- [Exercise requirements]:
Type out all the data below, word for word.

- [Records to use]:
* * * *
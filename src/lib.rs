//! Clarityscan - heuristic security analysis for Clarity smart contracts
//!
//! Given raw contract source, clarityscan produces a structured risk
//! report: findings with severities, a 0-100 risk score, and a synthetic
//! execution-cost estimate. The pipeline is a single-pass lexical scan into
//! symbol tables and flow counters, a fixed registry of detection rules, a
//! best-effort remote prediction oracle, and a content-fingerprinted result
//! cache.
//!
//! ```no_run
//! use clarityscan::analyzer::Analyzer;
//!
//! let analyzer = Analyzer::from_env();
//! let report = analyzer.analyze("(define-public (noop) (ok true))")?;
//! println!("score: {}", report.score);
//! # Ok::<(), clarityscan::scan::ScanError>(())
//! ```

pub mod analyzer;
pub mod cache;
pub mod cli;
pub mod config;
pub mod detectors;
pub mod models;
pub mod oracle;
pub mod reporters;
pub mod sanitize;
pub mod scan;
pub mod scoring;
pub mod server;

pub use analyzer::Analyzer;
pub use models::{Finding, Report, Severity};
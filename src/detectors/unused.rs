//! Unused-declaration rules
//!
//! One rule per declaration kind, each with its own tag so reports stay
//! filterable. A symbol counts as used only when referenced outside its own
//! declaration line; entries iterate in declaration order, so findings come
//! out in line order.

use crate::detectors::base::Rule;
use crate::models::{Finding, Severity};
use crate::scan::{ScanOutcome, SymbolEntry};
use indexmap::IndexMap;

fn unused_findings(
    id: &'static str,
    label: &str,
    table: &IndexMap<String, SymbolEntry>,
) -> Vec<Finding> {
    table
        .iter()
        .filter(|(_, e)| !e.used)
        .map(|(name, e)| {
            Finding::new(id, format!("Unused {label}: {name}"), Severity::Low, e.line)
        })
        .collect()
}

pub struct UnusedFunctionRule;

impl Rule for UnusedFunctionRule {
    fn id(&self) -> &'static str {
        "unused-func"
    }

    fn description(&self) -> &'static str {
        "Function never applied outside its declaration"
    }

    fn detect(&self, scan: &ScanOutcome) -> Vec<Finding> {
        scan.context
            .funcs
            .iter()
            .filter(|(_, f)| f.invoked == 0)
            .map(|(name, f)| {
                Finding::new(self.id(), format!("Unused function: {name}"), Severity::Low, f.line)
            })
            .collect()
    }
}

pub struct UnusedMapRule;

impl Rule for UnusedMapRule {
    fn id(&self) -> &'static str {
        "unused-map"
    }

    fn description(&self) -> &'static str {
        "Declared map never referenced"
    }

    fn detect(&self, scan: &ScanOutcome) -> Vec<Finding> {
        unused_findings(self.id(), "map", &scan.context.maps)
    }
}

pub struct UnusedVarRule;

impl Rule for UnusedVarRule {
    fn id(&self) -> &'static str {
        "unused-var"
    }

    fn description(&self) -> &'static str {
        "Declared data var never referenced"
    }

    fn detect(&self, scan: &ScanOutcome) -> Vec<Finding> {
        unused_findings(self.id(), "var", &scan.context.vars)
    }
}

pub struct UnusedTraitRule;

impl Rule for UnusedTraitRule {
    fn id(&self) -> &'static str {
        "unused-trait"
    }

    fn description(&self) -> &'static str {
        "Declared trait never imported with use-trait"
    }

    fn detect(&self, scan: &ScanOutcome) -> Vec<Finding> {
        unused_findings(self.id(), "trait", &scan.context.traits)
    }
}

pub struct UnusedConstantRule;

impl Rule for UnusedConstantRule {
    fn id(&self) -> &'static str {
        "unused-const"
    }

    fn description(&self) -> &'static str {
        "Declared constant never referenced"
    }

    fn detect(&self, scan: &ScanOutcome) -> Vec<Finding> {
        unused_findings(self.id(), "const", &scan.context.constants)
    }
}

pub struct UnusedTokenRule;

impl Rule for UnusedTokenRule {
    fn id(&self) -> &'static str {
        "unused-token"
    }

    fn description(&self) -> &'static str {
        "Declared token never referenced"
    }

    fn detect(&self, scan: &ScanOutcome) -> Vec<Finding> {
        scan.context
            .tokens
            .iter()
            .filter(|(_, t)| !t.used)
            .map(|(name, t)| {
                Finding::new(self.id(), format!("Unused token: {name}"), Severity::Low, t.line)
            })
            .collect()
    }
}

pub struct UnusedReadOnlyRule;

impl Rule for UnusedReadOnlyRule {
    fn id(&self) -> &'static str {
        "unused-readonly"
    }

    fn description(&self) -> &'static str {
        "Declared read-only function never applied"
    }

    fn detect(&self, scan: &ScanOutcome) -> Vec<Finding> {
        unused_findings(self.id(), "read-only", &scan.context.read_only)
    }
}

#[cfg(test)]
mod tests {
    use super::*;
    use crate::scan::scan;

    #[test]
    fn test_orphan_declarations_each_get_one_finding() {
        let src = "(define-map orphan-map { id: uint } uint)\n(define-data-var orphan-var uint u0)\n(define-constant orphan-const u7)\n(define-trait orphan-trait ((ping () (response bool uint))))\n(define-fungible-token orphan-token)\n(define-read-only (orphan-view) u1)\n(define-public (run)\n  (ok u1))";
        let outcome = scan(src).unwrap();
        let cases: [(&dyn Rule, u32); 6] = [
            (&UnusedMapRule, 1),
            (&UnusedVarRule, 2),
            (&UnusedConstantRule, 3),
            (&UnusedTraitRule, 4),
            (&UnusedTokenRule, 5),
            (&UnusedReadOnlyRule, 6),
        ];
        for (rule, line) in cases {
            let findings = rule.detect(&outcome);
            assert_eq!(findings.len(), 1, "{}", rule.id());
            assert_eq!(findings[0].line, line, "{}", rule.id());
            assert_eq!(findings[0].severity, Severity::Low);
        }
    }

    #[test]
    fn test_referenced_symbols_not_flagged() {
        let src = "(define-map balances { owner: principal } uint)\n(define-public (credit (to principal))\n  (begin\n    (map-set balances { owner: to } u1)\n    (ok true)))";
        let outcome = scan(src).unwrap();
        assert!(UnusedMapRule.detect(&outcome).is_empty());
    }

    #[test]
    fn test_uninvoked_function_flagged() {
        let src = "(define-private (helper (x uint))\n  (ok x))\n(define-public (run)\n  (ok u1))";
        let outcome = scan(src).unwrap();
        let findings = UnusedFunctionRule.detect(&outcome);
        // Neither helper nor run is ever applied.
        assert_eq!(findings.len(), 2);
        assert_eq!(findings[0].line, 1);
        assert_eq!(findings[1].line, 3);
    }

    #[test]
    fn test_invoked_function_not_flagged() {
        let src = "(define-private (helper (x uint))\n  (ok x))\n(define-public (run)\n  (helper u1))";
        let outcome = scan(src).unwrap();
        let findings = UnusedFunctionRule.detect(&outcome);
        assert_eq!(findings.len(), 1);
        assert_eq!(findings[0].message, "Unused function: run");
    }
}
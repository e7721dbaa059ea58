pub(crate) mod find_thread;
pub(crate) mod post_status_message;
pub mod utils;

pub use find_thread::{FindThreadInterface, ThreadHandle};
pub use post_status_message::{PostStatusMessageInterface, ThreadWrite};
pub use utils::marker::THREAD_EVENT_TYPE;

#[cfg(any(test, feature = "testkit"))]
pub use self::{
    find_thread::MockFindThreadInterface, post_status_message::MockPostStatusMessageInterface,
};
* * * *
- [Problem solution]:
filename src/lib.rs
//! Clarityscan - heuristic security analysis for Clarity smart contracts
//!
//! Given raw contract source, clarityscan produces a structured risk
//! report: findings with severities, a 0-100 risk score, and a synthetic
//! execution-cost estimate. The pipeline is a single-pass lexical scan into
//! symbol tables and flow counters, a fixed registry of detection rules, a
//! best-effort remote prediction oracle, and a content-fingerprinted result
//! cache.
//!
//! ```no_run
//! use clarityscan::analyzer::Analyzer;
//!
//! let analyzer = Analyzer::from_env();
//! let report = analyzer.analyze("(define-public (noop) (ok true))")?;
//! println!("score: {}", report.score);
//! # Ok::<(), clarityscan::scan::ScanError>(())
//! ```

pub mod analyzer;
pub mod cache;
pub mod cli;
pub mod config;
pub mod detectors;
pub mod models;
pub mod oracle;
pub mod reporters;
pub mod sanitize;
pub mod scan;
pub mod scoring;
pub mod server;

pub use analyzer::Analyzer;
pub use models::{Finding, Report, Severity};
filename src/detectors/unused.rs
//! Unused-declaration rules
//!
//! One rule per declaration kind, each with its own tag so reports stay
//! filterable. A symbol counts as used only when referenced outside its own
//! declaration line; entries iterate in declaration order, so findings come
//! out in line order.

use crate::detectors::base::Rule;
use crate::models::{Finding, Severity};
use crate::scan::{ScanOutcome, SymbolEntry};
use indexmap::IndexMap;

fn unused_findings(
    id: &'static str,
    label: &str,
    table: &IndexMap<String, SymbolEntry>,
) -> Vec<Finding> {
    table
        .iter()
        .filter(|(_, e)| !e.used)
        .map(|(name, e)| {
            Finding::new(id, format!("Unused {label}: {name}"), Severity::Low, e.line)
        })
        .collect()
}

pub struct UnusedFunctionRule;

impl Rule for UnusedFunctionRule {
    fn id(&self) -> &'static str {
        "unused-func"
    }

    fn description(&self) -> &'static str {
        "Function never applied outside its declaration"
    }

    fn detect(&self, scan: &ScanOutcome) -> Vec<Finding> {
        scan.context
            .funcs
            .iter()
            .filter(|(_, f)| f.invoked == 0)
            .map(|(name, f)| {
                Finding::new(self.id(), format!("Unused function: {name}"), Severity::Low, f.line)
            })
            .collect()
    }
}

pub struct UnusedMapRule;

impl Rule for UnusedMapRule {
    fn id(&self) -> &'static str {
        "unused-map"
    }

    fn description(&self) -> &'static str {
        "Declared map never referenced"
    }

    fn detect(&self, scan: &ScanOutcome) -> Vec<Finding> {
        unused_findings(self.id(), "map", &scan.context.maps)
    }
}

pub struct UnusedVarRule;

impl Rule for UnusedVarRule {
    fn id(&self) -> &'static str {
        "unused-var"
    }

    fn description(&self) -> &'static str {
        "Declared data var never referenced"
    }

    fn detect(&self, scan: &ScanOutcome) -> Vec<Finding> {
        unused_findings(self.id(), "var", &scan.context.vars)
    }
}

pub struct UnusedTraitRule;

impl Rule for UnusedTraitRule {
    fn id(&self) -> &'static str {
        "unused-trait"
    }

    fn description(&self) -> &'static str {
        "Declared trait never imported with use-trait"
    }

    fn detect(&self, scan: &ScanOutcome) -> Vec<Finding> {
        unused_findings(self.id(), "trait", &scan.context.traits)
    }
}

pub struct UnusedConstantRule;

impl Rule for UnusedConstantRule {
    fn id(&self) -> &'static str {
        "unused-const"
    }

    fn description(&self) -> &'static str {
        "Declared constant never referenced"
    }

    fn detect(&self, scan: &ScanOutcome) -> Vec<Finding> {
        unused_findings(self.id(), "const", &scan.context.constants)
    }
}

pub struct UnusedTokenRule;

impl Rule for UnusedTokenRule {
    fn id(&self) -> &'static str {
        "unused-token"
    }

    fn description(&self) -> &'static str {
        "Declared token never referenced"
    }

    fn detect(&self, scan: &ScanOutcome) -> Vec<Finding> {
        scan.context
            .tokens
            .iter()
            .filter(|(_, t)| !t.used)
            .map(|(name, t)| {
                Finding::new(self.id(), format!("Unused token: {name}"), Severity::Low, t.line)
            })
            .collect()
    }
}

pub struct UnusedReadOnlyRule;

impl Rule for UnusedReadOnlyRule {
    fn id(&self) -> &'static str {
        "unused-readonly"
    }

    fn description(&self) -> &'static str {
        "Declared read-only function never applied"
    }

    fn detect(&self, scan: &ScanOutcome) -> Vec<Finding> {
        unused_findings(self.id(), "read-only", &scan.context.read_only)
    }
}

#[cfg(test)]
mod tests {
    use super::*;
    use crate::scan::scan;

    #[test]
    fn test_orphan_declarations_each_get_one_finding() {
        let src = "(define-map orphan-map { id: uint } uint)\n(define-data-var orphan-var uint u0)\n(define-constant orphan-const u7)\n(define-trait orphan-trait ((ping () (response bool uint))))\n(define-fungible-token orphan-token)\n(define-read-only (orphan-view) u1)\n(define-public (run)\n  (ok u1))";
        let outcome = scan(src).unwrap();
        let cases: [(&dyn Rule, u32); 6] = [
            (&UnusedMapRule, 1),
            (&UnusedVarRule, 2),
            (&UnusedConstantRule, 3),
            (&UnusedTraitRule, 4),
            (&UnusedTokenRule, 5),
            (&UnusedReadOnlyRule, 6),
        ];
        for (rule, line) in cases {
            let findings = rule.detect(&outcome);
            assert_eq!(findings.len(), 1, "{}", rule.id());
            assert_eq!(findings[0].line, line, "{}", rule.id());
            assert_eq!(findings[0].severity, Severity::Low);
        }
    }

    #[test]
    fn test_referenced_symbols_not_flagged() {
        let src = "(define-map balances { owner: principal } uint)\n(define-public (credit (to principal))\n  (begin\n    (map-set balances { owner: to } u1)\n    (ok true)))";
        let outcome = scan(src).unwrap();
        assert!(UnusedMapRule.detect(&outcome).is_empty());
    }

    #[test]
    fn test_uninvoked_function_flagged() {
        let src = "(define-private (helper (x uint))\n  (ok x))\n(define-public (run)\n  (ok u1))";
        let outcome = scan(src).unwrap();
        let findings = UnusedFunctionRule.detect(&outcome);
        // Neither helper nor run is ever applied.
        assert_eq!(findings.len(), 2);
        assert_eq!(findings[0].line, 1);
        assert_eq!(findings[1].line, 3);
    }

    #[test]
    fn test_invoked_function_not_flagged() {
        let src = "(define-private (helper (x uint))\n  (ok x))\n(define-public (run)\n  (helper u1))";
        let outcome = scan(src).unwrap();
        let findings = UnusedFunctionRule.detect(&outcome);
        assert_eq!(findings.len(), 1);
        assert_eq!(findings[0].message, "Unused function: run");
    }
}
repository e7721dbaa059ea58
pub(crate) mod find_thread;
pub(crate) mod post_status_message;
pub mod utils;

pub use find_thread::{FindThreadInterface, ThreadHandle};
pub use post_status_message::{PostStatusMessageInterface, ThreadWrite};
pub use utils::marker::THREAD_EVENT_TYPE;

#[cfg(any(test, feature = "testkit"))]
pub use self::{
    find_thread::MockFindThreadInterface, post_status_message::MockPostStatusMessageInterface,
};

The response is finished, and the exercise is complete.